> Task prompt: Every entry needs to be written out again exactly.

Stored data entries:
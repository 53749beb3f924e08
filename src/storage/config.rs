use serde::{Deserialize, Serialize};
use std::path::PathBuf;
use thiserror::Error;

#[derive(Debug, Error)]
pub enum ConfigError {
    #[error("Failed to read config file: {0}")]
    ReadError(#[from] std::io::Error),
    #[error("Failed to parse config: {0}")]
    ParseError(#[from] toml::de::Error),
    #[error("Failed to serialize config: {0}")]
    SerializeError(#[from] toml::ser::Error),
}

#[derive(Debug, Clone, Serialize, Deserialize, PartialEq)]
pub struct Config {
    pub ui: UiConfig,
}

#[derive(Debug, Clone, Serialize, Deserialize, PartialEq)]
pub struct UiConfig {
    pub theme: String,
    pub default_view: String,
    /// Vertical scale of the week view's time axis, in pixels per hour.
    pub hour_height: f64,
    pub date_format: String,
}

impl Config {
    pub fn from_toml(content: &str) -> Result<Self, ConfigError> {
        toml::from_str(content).map_err(ConfigError::from)
    }

    pub fn load_or_create() -> Result<Self, ConfigError> {
        let config_path = Self::config_path();

        if config_path.exists() {
            let content = std::fs::read_to_string(&config_path)?;
            Self::from_toml(&content)
        } else {
            let config = Self::default();
            config.save()?;
            Ok(config)
        }
    }

    pub fn config_path() -> PathBuf {
        dirs::config_dir()
            .unwrap_or_else(|| PathBuf::from("."))
            .join("termcal")
            .join("config.toml")
    }

    pub fn save(&self) -> Result<(), ConfigError> {
        let config_path = Self::config_path();

        if let Some(parent) = config_path.parent() {
            std::fs::create_dir_all(parent)?;
        }

        let content = toml::to_string_pretty(self)?;
        std::fs::write(&config_path, content)?;

        Ok(())
    }
}

impl Default for Config {
    fn default() -> Self {
        Self {
            ui: UiConfig {
                theme: "default".to_string(),
                default_view: "month".to_string(),
                hour_height: 56.0,
                date_format: "%Y-%m-%d".to_string(),
            },
        }
    }
}
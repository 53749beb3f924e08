mod calendar_views;
mod dialogs;
mod presentation;
mod sample_events;
mod session;

pub use session::run_tui;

> Answer to the exercise:
repository 53749beb3f924e08
filename src/storage/config.rs
use serde::{Deserialize, Serialize};
use std::path::PathBuf;
use thiserror::Error;

#[derive(Debug, Error)]
pub enum ConfigError {
    #[error("Failed to read config file: {0}")]
    ReadError(#[from] std::io::Error),
    #[error("Failed to parse config: {0}")]
    ParseError(#[from] toml::de::Error),
    #[error("Failed to serialize config: {0}")]
    SerializeError(#[from] toml::ser::Error),
}

#[derive(Debug, Clone, Serialize, Deserialize, PartialEq)]
pub struct Config {
    pub ui: UiConfig,
}

#[derive(Debug, Clone, Serialize, Deserialize, PartialEq)]
pub struct UiConfig {
    pub theme: String,
    pub default_view: String,
    /// Vertical scale of the week view's time axis, in pixels per hour.
    pub hour_height: f64,
    pub date_format: String,
}

impl Config {
    pub fn from_toml(content: &str) -> Result<Self, ConfigError> {
        toml::from_str(content).map_err(ConfigError::from)
    }

    pub fn load_or_create() -> Result<Self, ConfigError> {
        let config_path = Self::config_path();

        if config_path.exists() {
            let content = std::fs::read_to_string(&config_path)?;
            Self::from_toml(&content)
        } else {
            let config = Self::default();
            config.save()?;
            Ok(config)
        }
    }

    pub fn config_path() -> PathBuf {
        dirs::config_dir()
            .unwrap_or_else(|| PathBuf::from("."))
            .join("termcal")
            .join("config.toml")
    }

    pub fn save(&self) -> Result<(), ConfigError> {
        let config_path = Self::config_path();

        if let Some(parent) = config_path.parent() {
            std::fs::create_dir_all(parent)?;
        }

        let content = toml::to_string_pretty(self)?;
        std::fs::write(&config_path, content)?;

        Ok(())
    }
}

impl Default for Config {
    fn default() -> Self {
        Self {
            ui: UiConfig {
                theme: "default".to_string(),
                default_view: "month".to_string(),
                hour_height: 56.0,
                date_format: "%Y-%m-%d".to_string(),
            },
        }
    }
}
repository 53749beb3f924e08
mod calendar_views;
mod dialogs;
mod presentation;
mod sample_events;
mod session;

pub use session::run_tui;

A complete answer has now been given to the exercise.